Family is a single, effective word.
According to the dictionary, the primary definition of family is “a group of people who are related to each other, often living in the same household; a group of related people.”
“The importance of family is unimportant. It’s everything.”, states actor, Michael J. Fox.
Over the years, I have met countless numbers of people who say, “Not all families are biological. It’s the people in your life who want you in theirs and accept you for who you are. the people that would do anything to make you happy. Who is willing to support you when you need it most is what matters.”
A family empowerment organization called Parents for Children’s Mental Health in Ontario, Canada, affirms that the term “family” does not always refer to blood relations. They say, “Family is a group of people who are related to one another in some way, whether it be biologically, emotionally, or legally. It also includes people who the individual considers to be important to his or her well-being.”
What do you mean by family, and why is that important?
We depend on others the most during the most trying times, such as when we are suddenly ill, receive an unexpected diagnosis, or lose a loved one. Knowing who to rely on for support is crucial. Therefore, you frequently only come to understand these people for who they really are during those trying times.

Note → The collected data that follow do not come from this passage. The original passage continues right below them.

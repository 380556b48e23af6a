//! Streaming reader for the gzipped `langlinks` SQL dump.
//!
//! The dump is a sequence of very long `INSERT INTO \`langlinks\` VALUES
//! (...),(...);` statements. A row is `(ll_from, 'll_lang', 'll_title')`
//! where `ll_from` is the linking page's id. The scanner walks the
//! decompressed byte stream once, honouring quoted strings and backslash
//! escapes, and never loads a whole statement into memory.

use std::fs::File;
use std::io::{BufReader, Read};
use std::path::Path;

use anyhow::{Context, Result};
use flate2::read::GzDecoder;

/// One langlink row.
#[derive(Debug, Clone, PartialEq, Eq)]
pub struct LanglinkRow {
    pub from_id: u64,
    pub lang: String,
    pub title: String,
}

enum ScanState {
    /// Between rows, waiting for `(`.
    Outside,
    /// Inside a `(...)` tuple, outside quotes.
    Tuple,
    /// Inside a quoted string.
    Quoted,
    /// Just saw a backslash inside a quoted string.
    Escaped,
}

pub struct LanglinkReader {
    reader: BufReader<GzDecoder<BufReader<File>>>,
    chunk: [u8; 64 * 1024],
    /// Unconsumed tail of the current chunk.
    pending: Vec<u8>,
    pending_pos: usize,
    state: ScanState,
    /// Set between a `VALUES` keyword and the closing `;`, so the parens of
    /// `CREATE TABLE (...)` never start a tuple.
    in_values: bool,
    keyword_window: [u8; 6],
    fields: Vec<String>,
    current: Vec<u8>,
    /// Rows whose shape did not match `(int, str, str)`.
    pub rows_faulty: u64,
}

impl LanglinkReader {
    pub fn open(path: &Path) -> Result<Self> {
        let file = File::open(path)
            .with_context(|| format!("opening langlinks dump {}", path.display()))?;
        let decoder = GzDecoder::new(BufReader::new(file));
        Ok(Self {
            reader: BufReader::new(decoder),
            chunk: [0; 64 * 1024],
            pending: Vec::new(),
            pending_pos: 0,
            state: ScanState::Outside,
            in_values: false,
            keyword_window: [0; 6],
            fields: Vec::new(),
            current: Vec::new(),
            rows_faulty: 0,
        })
    }

    fn next_byte(&mut self) -> Result<Option<u8>> {
        if self.pending_pos >= self.pending.len() {
            let n = self
                .reader
                .read(&mut self.chunk)
                .context("reading langlinks dump")?;
            if n == 0 {
                return Ok(None);
            }
            self.pending.clear();
            self.pending.extend_from_slice(&self.chunk[..n]);
            self.pending_pos = 0;
        }
        let byte = self.pending[self.pending_pos];
        self.pending_pos += 1;
        Ok(Some(byte))
    }

    fn finish_field(&mut self) {
        let field = String::from_utf8_lossy(&self.current).into_owned();
        self.fields.push(field);
        self.current.clear();
    }

    /// Next syntactic `(...)` tuple as raw fields, or `None` at EOF.
    fn next_tuple(&mut self) -> Result<Option<Vec<String>>> {
        loop {
            let Some(byte) = self.next_byte()? else {
                return Ok(None);
            };

            match self.state {
                ScanState::Outside => {
                    self.keyword_window.rotate_left(1);
                    self.keyword_window[5] = byte.to_ascii_uppercase();
                    if &self.keyword_window == b"VALUES" {
                        self.in_values = true;
                    } else if byte == b';' {
                        self.in_values = false;
                    } else if byte == b'(' && self.in_values {
                        self.state = ScanState::Tuple;
                        self.fields.clear();
                        self.current.clear();
                    }
                }
                ScanState::Tuple => match byte {
                    b'\'' => self.state = ScanState::Quoted,
                    b',' => self.finish_field(),
                    b')' => {
                        self.finish_field();
                        self.state = ScanState::Outside;
                        return Ok(Some(std::mem::take(&mut self.fields)));
                    }
                    b if b.is_ascii_whitespace() => {}
                    b => self.current.push(b),
                },
                ScanState::Quoted => match byte {
                    b'\\' => self.state = ScanState::Escaped,
                    b'\'' => self.state = ScanState::Tuple,
                    b => self.current.push(b),
                },
                ScanState::Escaped => {
                    self.current.push(byte);
                    self.state = ScanState::Quoted;
                }
            }
        }
    }

    /// Next well-formed langlink row. Malformed tuples are counted and
    /// skipped; stream-level errors abort.
    pub fn next_row(&mut self) -> Result<Option<LanglinkRow>> {
        loop {
            let Some(fields) = self.next_tuple()? else {
                return Ok(None);
            };
            if fields.len() != 3 {
                self.rows_faulty += 1;
                continue;
            }
            let Ok(from_id) = fields[0].trim().parse::<u64>() else {
                self.rows_faulty += 1;
                continue;
            };
            // MediaWiki stores titles with underscores for spaces
            let title = fields[2].replace('_', " ");
            return Ok(Some(LanglinkRow {
                from_id,
                lang: fields[1].clone(),
                title,
            }));
        }
    }
}

impl Iterator for LanglinkReader {
    type Item = Result<LanglinkRow>;

    fn next(&mut self) -> Option<Self::Item> {
        self.next_row().transpose()
    }
}

#[cfg(test)]
mod tests {
    use super::*;

    use std::io::Write;

    use flate2::Compression;
    use flate2::write::GzEncoder;

    fn write_sql(path: &Path, sql: &str) {
        let file = File::create(path).unwrap();
        let mut encoder = GzEncoder::new(file, Compression::default());
        encoder.write_all(sql.as_bytes()).unwrap();
        encoder.finish().unwrap();
    }

    #[test]
    fn parses_insert_rows() {
        let dir = tempfile::tempdir().unwrap();
        let path = dir.path().join("langlinks.sql.gz");
        write_sql(
            &path,
            "-- MySQL dump\n\
             CREATE TABLE `langlinks` (\n  `ll_from` int(8) NOT NULL DEFAULT 0\n);\n\
             INSERT INTO `langlinks` VALUES (1,'eo','Hundo'),(2,'en','Dog'),(3,'eo','Granda_urbo');\n",
        );

        let reader = LanglinkReader::open(&path).unwrap();
        let rows: Vec<_> = reader.map(Result::unwrap).collect();
        assert_eq!(rows.len(), 3);
        assert_eq!(rows[0].from_id, 1);
        assert_eq!(rows[0].lang, "eo");
        assert_eq!(rows[0].title, "Hundo");
        assert_eq!(rows[2].title, "Granda urbo");
    }

    #[test]
    fn quoted_commas_and_escapes() {
        let dir = tempfile::tempdir().unwrap();
        let path = dir.path().join("langlinks.sql.gz");
        write_sql(
            &path,
            "INSERT INTO `langlinks` VALUES (7,'eo','Urbo, granda'),(8,'eo','L\\'urbo');\n",
        );

        let reader = LanglinkReader::open(&path).unwrap();
        let rows: Vec<_> = reader.map(Result::unwrap).collect();
        assert_eq!(rows[0].title, "Urbo, granda");
        assert_eq!(rows[1].title, "L'urbo");
    }

    #[test]
    fn malformed_tuples_are_counted_not_fatal() {
        let dir = tempfile::tempdir().unwrap();
        let path = dir.path().join("langlinks.sql.gz");
        write_sql(
            &path,
            "INSERT INTO `langlinks` VALUES (1,'eo','Hundo'),(bad,'eo','X'),(2,'eo');\n",
        );

        let mut reader = LanglinkReader::open(&path).unwrap();
        let mut rows = Vec::new();
        while let Some(row) = reader.next_row().unwrap() {
            rows.push(row);
        }
        assert_eq!(rows.len(), 1);
        assert_eq!(reader.rows_faulty, 2);
    }
}
use anyhow::Result;
use tracing_subscriber::EnvFilter;
use tracing_subscriber::fmt::format::FmtSpan;

use std::fs;
use std::process::ExitCode;

use ideo::cli::{CleanArgs, Cli, Command, RunArgs, StatusArgs};
use ideo::config::SourceConfig;
use ideo::path::PathManager;
use ideo::pipeline::{StageCtx, run_pipeline, status_table};
use ideo::{build_stages, utils};

fn setup_tracing(verbose: bool) {
    let default_level = if verbose { "debug" } else { "warn" };
    let filter =
        EnvFilter::try_from_default_env().unwrap_or_else(|_| EnvFilter::new(default_level));

    tracing_subscriber::fmt()
        .with_env_filter(filter)
        .with_span_events(FmtSpan::CLOSE)
        .with_target(true)
        .with_level(true)
        .init();
}

fn run(args: &RunArgs) -> Result<()> {
    let pm = PathManager::new(&args.options.root_dir);
    pm.setup_dirs()?;
    let cfg = SourceConfig::from_options(&args.options);
    let stages = build_stages(&pm);
    let ctx = StageCtx {
        pm: &pm,
        cfg: &cfg,
        opts: &args.options,
    };
    run_pipeline(
        &ctx,
        &stages,
        args.options.force,
        args.options.from_stage.as_deref(),
    )
}

fn status(args: &StatusArgs) -> Result<()> {
    let pm = PathManager::new(&args.root_dir);
    let stages = build_stages(&pm);
    let rows = status_table(&pm, &stages)?;

    println!("{:<16} {:<10} {:<22} {}", "stage", "status", "finished", "error");
    for (name, state) in rows {
        let finished = state
            .end_time
            .map(|t| t.format("%Y-%m-%d %H:%M:%S").to_string())
            .unwrap_or_default();
        let error = state.error.unwrap_or_default();
        println!(
            "{name:<16} {:<10} {finished:<22} {error}",
            state.status.as_str()
        );
    }
    Ok(())
}

fn clean(args: &CleanArgs) -> Result<()> {
    let pm = PathManager::new(&args.root_dir);

    let mut targets = vec![pm.dir_work(), pm.path_state()];
    if args.all {
        targets.push(pm.dir_dict());
        targets.push(pm.dir_reports());
    }

    for target in targets {
        if !target.exists() {
            continue;
        }
        if target.is_dir() {
            fs::remove_dir_all(&target)?;
        } else {
            fs::remove_file(&target)?;
        }
        utils::pretty_println_at_path("Removed", &target);
    }
    Ok(())
}

fn main() -> ExitCode {
    let cli = Cli::parse_cli();
    setup_tracing(cli.verbose);

    let outcome = match &cli.command {
        Command::Run(args) => run(args),
        Command::Status(args) => status(args),
        Command::Clean(args) => clean(args),
    };

    match outcome {
        Ok(()) => ExitCode::SUCCESS,
        Err(err) => {
            eprintln!("error: {err:#}");
            ExitCode::FAILURE
        }
    }
}
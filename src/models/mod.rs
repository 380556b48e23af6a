pub mod bidix;
pub mod entry;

It appears there are certain standards or benchmarks that we impose in order to consider people as family, based on my experience and what I have heard from others. People who go above and beyond and take the time to call, visit, or listen to you without passing judgment are frequently the ones who make the greatest effort. The people you consider to be family are those who are willing to put aside their own goals and desires in order to support you or make you feel emotionally safe.
Families can be found in a variety of settings, such as places where you work, attend school, play sports, live, frequent local coffee shops, serve on committees, or in any other area of your life.
Think for a moment about the people you consider to be family. This is crucial because a lot of people experience loneliness and isolation when they most need others. You will be more likely to feel at ease, resilient, and emotionally strong if you are aware of who to turn to for support or assistance.
If our biological relationships were harmonious and close-knit, life would be perfect. But the truth is that disagreements happen and blood relatives drift apart. It’s helpful to know that there are others in your community who you can rely on.
Recall that you have a choice in your friends. Additionally, your family is a choice.